So I played around in Python (just cause it is easiest for me to quickly prototype the solution) and came up with this:
from collections import namedtuple
from math import sqrt
from statistics import mean
Point = namedtuple('Point', ['x', 'y'])
def length_between_points(a: Point, b: Point):
squared = (pow(a.x - b.x, 2) + pow(a.y - b.y, 2))
return sqrt(squared)
def normalize(raw):
return [float(i)/max(raw) for i in raw]
def is_roughly_circle(x, y, confidence=0.1):
center = Point(x=mean(x), y=mean(y))
points = [Point(x[i], y[i]) for i in range(len(x))]
lengths_from_center = [length_between_points(p, center) for p in points]
normalized = normalize(lengths_from_center)
is_circle = all([length > 1 - confidence for length in normalized])
return is_circle
x = [1, 2, 3, 4, 5]
y = [1, 2, 3, 4, 5]
print(is_roughly_circle(x, y)) # False
x = [0, 1, 0, -1]
y = [1, 0, -1, 0]
print(is_roughly_circle(x, y)) # True
x = [0, 1.1, 0, -1]
y = [1, 0, -1, 0]
print(is_roughly_circle(x, y)) # True
x = [0, 1.2, 0, -1]
y = [1, 0, -1, 0]
print(is_roughly_circle(x, y)) # False
x = [0, 1.2, 0, -1]
y = [1, 0, -1, 0]
print(is_roughly_circle(x, y, confidence=0.2)) # True
Assumptions:
- It is better to calculate center of all points, not only the first 3. It is not the most optimal, but handles the case, if the first point from input is in the geometrical center.

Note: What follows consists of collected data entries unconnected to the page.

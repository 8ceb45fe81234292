//! Pupilcourse - pupillometry time-course analysis for visual working-memory tasks
//!
//! Pupilcourse transforms per-sample eye-tracker recordings into bucketed,
//! window-labeled pupil time series and per-trial response measures through a
//! deterministic pipeline: ingestion → window labeling → time bucketing →
//! baseline computation → response derivation → trial summaries.
//!
//! ## Modules
//!
//! - **Ingestion** ([`io`]): fixed-layout CSV parsing, phase filtering, time ordering
//! - **Core passes** ([`labeler`], [`bucketer`], [`baseline`], [`windows`], [`response`]):
//!   the per-file analysis stages, each pure over its inputs
//! - **Assembly** ([`pipeline`], [`summary`]): orchestration and per-trial rollups

pub mod baseline;
pub mod bucketer;
pub mod config;
pub mod error;
pub mod io;
pub mod labeler;
pub mod pipeline;
pub mod response;
pub mod summary;
pub mod types;
pub mod validity;
pub mod windows;

pub use config::{AnalysisConfig, InvalidSamplePolicy, PupilSource};
pub use error::AnalysisError;
pub use pipeline::{analyze_csv, analyze_samples, FileAnalysis, TrialAnalysisContext};

// Core type exports
pub use types::{
    BucketRow, LabeledSample, Sample, ScoredRow, StimulusTag, TrialSummary, WindowLabel,
};

/// Engine version embedded in run reports
pub const ENGINE_VERSION: &str = env!("CARGO_PKG_VERSION");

- Ovals and ellipsis are not a 'roughly circle'
- How 'Rough' the circle can be could be set with confidence parameter [0,1)
Algorithm:
- Calculate the mean of all the points (center)
- Calculate distance from the center for all the points
- Normalize the distances to the range [0,1]
- Are all values in the normalized vector greater than 0.9?
- If so, the set of points is a circle with confidence of 0.1.